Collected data

[Start of Attachment]

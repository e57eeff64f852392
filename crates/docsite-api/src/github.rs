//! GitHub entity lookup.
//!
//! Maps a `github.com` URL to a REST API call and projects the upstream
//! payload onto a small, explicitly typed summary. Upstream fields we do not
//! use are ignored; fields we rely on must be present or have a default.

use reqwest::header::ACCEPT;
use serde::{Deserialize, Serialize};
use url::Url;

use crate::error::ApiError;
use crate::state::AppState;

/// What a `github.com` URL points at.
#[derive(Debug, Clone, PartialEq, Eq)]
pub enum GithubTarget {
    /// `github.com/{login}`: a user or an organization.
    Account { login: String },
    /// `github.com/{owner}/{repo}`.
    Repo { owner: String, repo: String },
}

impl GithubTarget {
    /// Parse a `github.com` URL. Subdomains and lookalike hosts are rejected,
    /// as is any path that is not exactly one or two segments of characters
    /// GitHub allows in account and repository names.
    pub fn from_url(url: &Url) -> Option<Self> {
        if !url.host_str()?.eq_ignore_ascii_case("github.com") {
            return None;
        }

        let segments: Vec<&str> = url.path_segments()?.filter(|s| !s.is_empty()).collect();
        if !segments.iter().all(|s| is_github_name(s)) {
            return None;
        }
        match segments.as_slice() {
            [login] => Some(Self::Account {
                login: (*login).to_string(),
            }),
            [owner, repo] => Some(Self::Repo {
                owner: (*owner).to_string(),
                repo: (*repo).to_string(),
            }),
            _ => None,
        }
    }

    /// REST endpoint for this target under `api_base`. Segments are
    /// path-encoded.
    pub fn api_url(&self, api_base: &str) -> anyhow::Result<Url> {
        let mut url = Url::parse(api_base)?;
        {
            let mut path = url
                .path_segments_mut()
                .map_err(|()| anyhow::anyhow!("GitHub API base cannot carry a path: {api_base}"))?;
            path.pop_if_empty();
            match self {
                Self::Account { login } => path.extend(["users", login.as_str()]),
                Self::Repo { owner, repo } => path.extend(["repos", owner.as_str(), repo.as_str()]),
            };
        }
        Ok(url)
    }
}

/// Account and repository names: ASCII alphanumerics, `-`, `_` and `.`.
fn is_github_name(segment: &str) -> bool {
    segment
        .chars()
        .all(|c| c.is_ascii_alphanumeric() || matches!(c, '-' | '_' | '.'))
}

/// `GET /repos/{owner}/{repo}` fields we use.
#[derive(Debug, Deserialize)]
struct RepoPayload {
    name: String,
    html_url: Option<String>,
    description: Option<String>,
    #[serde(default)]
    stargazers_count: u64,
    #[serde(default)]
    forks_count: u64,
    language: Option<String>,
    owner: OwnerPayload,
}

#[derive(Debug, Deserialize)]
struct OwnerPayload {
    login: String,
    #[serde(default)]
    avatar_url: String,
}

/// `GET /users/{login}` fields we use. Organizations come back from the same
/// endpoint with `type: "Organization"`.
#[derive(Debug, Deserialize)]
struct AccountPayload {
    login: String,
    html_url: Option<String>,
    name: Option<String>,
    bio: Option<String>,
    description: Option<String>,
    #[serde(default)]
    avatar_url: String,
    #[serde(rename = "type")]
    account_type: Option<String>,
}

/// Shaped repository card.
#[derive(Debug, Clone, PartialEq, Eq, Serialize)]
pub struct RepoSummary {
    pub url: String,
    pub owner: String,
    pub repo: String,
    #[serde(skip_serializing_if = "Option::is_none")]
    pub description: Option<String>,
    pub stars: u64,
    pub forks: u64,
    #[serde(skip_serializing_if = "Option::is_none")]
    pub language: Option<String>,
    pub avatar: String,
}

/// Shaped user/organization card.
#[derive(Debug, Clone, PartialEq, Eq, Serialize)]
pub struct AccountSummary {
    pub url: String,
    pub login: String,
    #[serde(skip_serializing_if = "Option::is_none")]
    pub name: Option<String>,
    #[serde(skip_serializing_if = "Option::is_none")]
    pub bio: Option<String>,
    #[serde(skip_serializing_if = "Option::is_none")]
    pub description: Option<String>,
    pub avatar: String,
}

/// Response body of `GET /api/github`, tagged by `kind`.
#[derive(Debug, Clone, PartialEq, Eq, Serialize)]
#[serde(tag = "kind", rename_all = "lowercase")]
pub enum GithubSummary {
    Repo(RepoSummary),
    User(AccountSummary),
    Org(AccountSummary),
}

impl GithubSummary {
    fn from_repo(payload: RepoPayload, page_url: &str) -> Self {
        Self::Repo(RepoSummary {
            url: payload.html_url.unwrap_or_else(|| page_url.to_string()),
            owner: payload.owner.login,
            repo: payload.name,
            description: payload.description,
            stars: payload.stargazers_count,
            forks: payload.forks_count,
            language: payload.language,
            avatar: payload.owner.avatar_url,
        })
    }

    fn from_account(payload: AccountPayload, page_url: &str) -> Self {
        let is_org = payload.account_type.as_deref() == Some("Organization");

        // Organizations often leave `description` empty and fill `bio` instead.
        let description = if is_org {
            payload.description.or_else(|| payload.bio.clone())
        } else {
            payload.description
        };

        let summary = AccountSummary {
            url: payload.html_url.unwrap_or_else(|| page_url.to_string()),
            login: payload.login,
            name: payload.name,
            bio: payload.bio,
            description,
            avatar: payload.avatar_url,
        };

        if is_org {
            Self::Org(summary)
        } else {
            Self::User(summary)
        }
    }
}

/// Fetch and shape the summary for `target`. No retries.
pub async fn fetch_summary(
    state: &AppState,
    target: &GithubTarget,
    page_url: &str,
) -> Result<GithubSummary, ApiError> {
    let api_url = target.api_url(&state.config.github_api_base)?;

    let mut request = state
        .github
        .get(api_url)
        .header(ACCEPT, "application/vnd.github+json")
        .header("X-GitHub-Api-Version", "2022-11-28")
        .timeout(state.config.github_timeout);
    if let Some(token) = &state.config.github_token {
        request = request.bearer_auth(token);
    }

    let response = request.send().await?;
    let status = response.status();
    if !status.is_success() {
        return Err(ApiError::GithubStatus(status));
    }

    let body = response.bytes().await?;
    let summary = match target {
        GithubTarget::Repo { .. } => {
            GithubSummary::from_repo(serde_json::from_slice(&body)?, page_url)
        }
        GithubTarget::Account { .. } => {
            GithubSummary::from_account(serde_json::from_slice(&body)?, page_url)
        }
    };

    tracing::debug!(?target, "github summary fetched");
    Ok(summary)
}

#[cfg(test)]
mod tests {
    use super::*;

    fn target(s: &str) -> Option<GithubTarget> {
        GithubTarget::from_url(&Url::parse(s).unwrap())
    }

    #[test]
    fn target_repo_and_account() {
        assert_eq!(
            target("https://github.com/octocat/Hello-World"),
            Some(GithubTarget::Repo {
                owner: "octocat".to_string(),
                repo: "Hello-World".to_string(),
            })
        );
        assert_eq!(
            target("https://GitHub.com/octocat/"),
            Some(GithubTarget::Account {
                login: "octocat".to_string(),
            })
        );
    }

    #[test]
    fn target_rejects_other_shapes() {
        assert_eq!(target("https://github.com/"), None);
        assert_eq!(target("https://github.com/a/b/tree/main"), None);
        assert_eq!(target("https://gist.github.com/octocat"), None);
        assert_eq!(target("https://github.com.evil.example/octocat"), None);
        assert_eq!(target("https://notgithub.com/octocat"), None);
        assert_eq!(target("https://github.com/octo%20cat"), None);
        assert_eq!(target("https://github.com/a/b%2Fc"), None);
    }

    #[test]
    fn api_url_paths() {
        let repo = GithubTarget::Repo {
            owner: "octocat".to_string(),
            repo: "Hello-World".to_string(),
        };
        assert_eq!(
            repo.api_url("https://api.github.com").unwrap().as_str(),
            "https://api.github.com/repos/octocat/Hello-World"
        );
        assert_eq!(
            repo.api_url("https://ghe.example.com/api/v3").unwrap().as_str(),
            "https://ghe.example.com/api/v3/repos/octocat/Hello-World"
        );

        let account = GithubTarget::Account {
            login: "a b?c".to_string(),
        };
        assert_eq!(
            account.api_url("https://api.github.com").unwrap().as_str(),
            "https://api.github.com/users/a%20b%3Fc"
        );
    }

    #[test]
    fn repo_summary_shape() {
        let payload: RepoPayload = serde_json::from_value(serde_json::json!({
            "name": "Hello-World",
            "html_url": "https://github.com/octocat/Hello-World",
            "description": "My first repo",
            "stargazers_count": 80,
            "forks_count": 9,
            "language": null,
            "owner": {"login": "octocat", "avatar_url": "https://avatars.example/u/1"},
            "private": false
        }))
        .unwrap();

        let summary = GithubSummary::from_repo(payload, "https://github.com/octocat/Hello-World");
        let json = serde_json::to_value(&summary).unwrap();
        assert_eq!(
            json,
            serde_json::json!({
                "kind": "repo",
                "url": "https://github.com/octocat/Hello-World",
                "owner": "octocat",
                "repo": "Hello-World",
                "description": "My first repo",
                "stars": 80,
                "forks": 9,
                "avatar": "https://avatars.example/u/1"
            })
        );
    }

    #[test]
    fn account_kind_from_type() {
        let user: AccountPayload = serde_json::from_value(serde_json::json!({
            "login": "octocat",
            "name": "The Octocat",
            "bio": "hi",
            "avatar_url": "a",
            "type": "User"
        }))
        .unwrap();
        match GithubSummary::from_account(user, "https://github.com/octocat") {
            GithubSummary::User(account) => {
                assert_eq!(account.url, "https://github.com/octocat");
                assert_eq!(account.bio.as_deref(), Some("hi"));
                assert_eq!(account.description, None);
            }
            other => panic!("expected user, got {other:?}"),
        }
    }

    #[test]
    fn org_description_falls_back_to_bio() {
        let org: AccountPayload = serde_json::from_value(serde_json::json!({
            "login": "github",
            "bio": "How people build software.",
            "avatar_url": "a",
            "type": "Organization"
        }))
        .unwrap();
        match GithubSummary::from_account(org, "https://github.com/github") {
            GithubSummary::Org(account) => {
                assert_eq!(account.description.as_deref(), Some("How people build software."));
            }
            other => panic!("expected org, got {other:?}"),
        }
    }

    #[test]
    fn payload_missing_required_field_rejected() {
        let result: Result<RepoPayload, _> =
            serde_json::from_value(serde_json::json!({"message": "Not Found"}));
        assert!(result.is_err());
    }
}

[End of Attachment]

Pull out all lines from the entries above in which the word "software" appears.

Response to this task.
            "bio": "How people build software.",
                assert_eq!(account.description.as_deref(), Some("How people build software."));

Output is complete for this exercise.